However, while parents have freedom to enter into contracts in general, provisions in agreements that concern children cannot prevent the state from acting in the best interests of the children and providing for their welfare.
But the law also recognizes that parents are often the best judges of what their children need. Thus, parental agreements regarding child support will be given weight by the courts.
For reasons of public policy, courts will refuse to honor terms of separation agreements in which a parent is relieved from supporting a child, or in which a parent agrees not to seek child support in the future. A parent’s agreement not to seek visitation with a child will not justify enforcement of such a clause.
Courts will also not enforce an agreement by which a parent waives any claim for future child support in exchange for a lump-sum payment, as courts recognize that a child’s needs (and a parent’s ability to meet them) may change in the future.
A court will generally enforce agreements that specify the amount of child support, if the judge concludes that the amount is in keeping with the best interest of the child. Courts will commonly enforce such agreements even if the parties agree to more child support than called for in the statutory guidelines, and more than the court would have ordered on its own.
Motions to Modify Child Support Based on AgreementsAfter the parents have entered into a separation agreements, one of the parents may decide that the amount of child support specified is not the proper amount. The parent may then bring a motion to modify the amount of support.
A court will presume that the amount the parties originally agreed to was proper, just, and reasonable. Thus, if an agreement has not become part of a court decree, the moving party will have the burden of overcoming this presumption. The moving party will also need to show what amount of child support is required. Since the court was not involved in setting the original amount, a party only need show what amount is required to meet the reasonable needs of the child.

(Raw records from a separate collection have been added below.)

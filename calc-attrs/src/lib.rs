mod error_kind;

use error_kind::ErrorKindTarget;
use proc_macro::TokenStream;
use quote::quote;
use syn::parse_macro_input;

/// Derives the [`ErrorKind`] trait for the given struct.
///
/// This trait can be derived for any kind of struct.
///
/// The information of the error can be customized using the `error` attribute by adding the
/// corresponding tags to it:
/// ```ignore
/// use calc_attrs::ErrorKind;
/// use calc_error::ErrorKind;
///
/// #[derive(Debug, ErrorKind)]
/// #[error(message = "unexpected end of file", labels = ["add something here"])]
/// pub struct Foo;
/// ```
///
/// The following tags are available:
///
/// | Tag         | Description                                                                  |
/// | ----------- | ---------------------------------------------------------------------------- |
/// | `message`   | The message displayed at the top of the error when it is displayed.          |
/// | `labels`    | An array of label texts; the `i`th label points at the `i`th span.           |
/// | `help`      | Optional help text for the error, describing what the user can do to fix it. |
///
/// Each tag accepts an expression that evaluates to something implementing
/// [`ToString`](std::string::ToString). The expressions are evaluated with `self` in scope, so the
/// fields of the struct can be used in them. Labels without a matching span are not displayed.
#[proc_macro_derive(ErrorKind, attributes(error))]
pub fn error_kind(item: TokenStream) -> TokenStream {
    let target = parse_macro_input!(item as ErrorKindTarget);
    let name = &target.name;
    quote! {
        impl ErrorKind for #name {
            fn as_any(&self) -> &dyn std::any::Any {
                self
            }

            #target
        }
    }.into()
}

The moving parent is not required to show a change of circumstances.
In ruling on a motion to modify child support based on a separation agreement, the court must compare the needs of the child at the time of the hearing to the amount to which the parents originally agreed. If the moving parent fails to rebut the presumption that the original amount was reasonable, then the court will order payment of the original amount. If the moving parent does meet the burden of showing that the agreed amount was unreasonable, then the judge will refer to the statutory guidelines for child support, deviating from the guidelines in an appropriate case.
Deviation from the state child support guidelines involves four steps:
If a moving parent is successful in showing that the original agreed amount of support was unreasonable, ordinarily the new amount will only apply to future child support. To justify a retroactive change in child support, the parent will have to prove that an emergency situation justifies it. Such an emergency may involve either the parent or the child.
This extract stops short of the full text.